2. 将阳性质控稀释至系列倍比浓度，包含其中一份高于最大稀释滴度，一份低于最大稀释滴度。(即1:4-1:16瓶装质控)
3. 各加10 µL血清样本，质控，稀释阳性质控(步骤2稀释的)于相应的各孔中。(每次实验都必须设阴性质控，阳性质控和系列阳性质控稀释液作为对照)
4. 置片于温度箱中，放入水浴锅或保温器中，在37± 0.5°C下孵育30分钟。
5. 用PBS洗涤液洗片3次，切勿让片静置晾干，直接进入下步骤。
6. 各加10μL复合物于各片孔中，重新置于湿度箱，在37+/-0.5℃下孵育30分钟。孵育时应避光，保护光敏的复合物。

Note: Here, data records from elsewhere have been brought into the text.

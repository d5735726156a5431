//! Per-stream dictionary mapping small integer ids to JSON-safe values.
//!
//! Ids are decimal strings assigned monotonically from `"1"`. They are never
//! reused within a session and only reset by [`Lexicon::clear`]. Lookups in
//! the value-to-id direction are equality based: two equal values always map
//! to the same id.

use std::collections::HashMap;

use serde_json::{Map, Value as Json};

use crate::error::DecodeError;

/// Bidirectional id/value dictionary.
#[derive(Debug, Clone, Default, PartialEq)]
pub struct Lexicon {
    entries: Map<String, Json>,
    reverse: HashMap<String, String>,
    counter: u64,
}

impl Lexicon {
    /// Creates an empty lexicon.
    #[must_use]
    pub fn new() -> Self {
        Self::default()
    }

    /// Returns the id of `value`, allocating the next id if it is new.
    pub fn id_for(&mut self, value: &Json) -> String {
        let canonical = value.to_string();
        if let Some(id) = self.reverse.get(&canonical) {
            return id.clone();
        }
        self.counter += 1;
        let id = self.counter.to_string();
        self.entries.insert(id.clone(), value.clone());
        self.reverse.insert(canonical, id.clone());
        id
    }

    /// Looks a value up by id.
    #[must_use]
    pub fn get(&self, id: &str) -> Option<&Json> {
        self.entries.get(id)
    }

    /// Resolves an id that arrived on the wire as a string or an integer.
    ///
    /// # Errors
    ///
    /// Returns [`DecodeError::LexiconCorruption`] when the id is not present.
    pub fn resolve(&self, id: &Json) -> Result<&Json, DecodeError> {
        let key = match id {
            Json::String(text) => text.clone(),
            Json::Number(number) => number.to_string(),
            other => {
                return Err(DecodeError::malformed(format!(
                    "lexicon ids are strings or integers, found {other}"
                )));
            }
        };
        self.entries
            .get(&key)
            .ok_or_else(|| DecodeError::corruption(key))
    }

    /// Drops every entry and restarts id allocation at `"1"`.
    pub fn clear(&mut self) {
        self.entries.clear();
        self.reverse.clear();
        self.counter = 0;
    }

    /// Returns the number of entries.
    #[must_use]
    pub fn len(&self) -> usize {
        self.entries.len()
    }

    /// Returns `true` when the lexicon holds no entries.
    #[must_use]
    pub fn is_empty(&self) -> bool {
        self.entries.is_empty()
    }

    /// Snapshot of the id-to-value table as sent in a lexicon command.
    #[must_use]
    pub fn to_json(&self) -> Json {
        Json::Object(self.entries.clone())
    }

    /// Rebuilds a lexicon from a received id-to-value table.
    ///
    /// # Errors
    ///
    /// Returns [`DecodeError::Malformed`] when the table is not a mapping or
    /// an id is not a positive decimal integer.
    pub fn from_json(table: Json) -> Result<Self, DecodeError> {
        let Json::Object(entries) = table else {
            return Err(DecodeError::malformed("lexicon table must be a mapping"));
        };
        let mut lexicon = Self::new();
        for (id, value) in entries {
            let position: u64 = id
                .parse()
                .ok()
                .filter(|position| *position > 0)
                .ok_or_else(|| DecodeError::malformed(format!("invalid lexicon id '{id}'")))?;
            lexicon.counter = lexicon.counter.max(position);
            lexicon.reverse.insert(value.to_string(), id.clone());
            lexicon.entries.insert(id, value);
        }
        Ok(lexicon)
    }
}

#[cfg(test)]
mod tests;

7. 按步骤5重复洗片。然后加2-3滴封固剂于各片中并盖上盖玻片。
8. 在400倍的放大倍数下的荧光显微镜观察染色片。玻片在2-8℃下避光可保存24小时。
 
质控说明
  每次检测都要设阴性质控对照和系列稀释阳性质控对照。阳性对照应该在1:256至1:1024之间有最大稀释滴度(终点稀释)。1:512稀释度样本的荧光强度可以作为临界(Cutoff)进行判读。如果对照品的显色情况与上述描述不符，检测结果应视为无效。应该重新检查试剂组分和操作步骤并重新检测样本。
  阴性质控孔的状态反应的是相对应阴性的荧光显色情况，如果它与阳性质控孔内的显色相同或相近，可能是技术操作上出现错误，实验也应重测。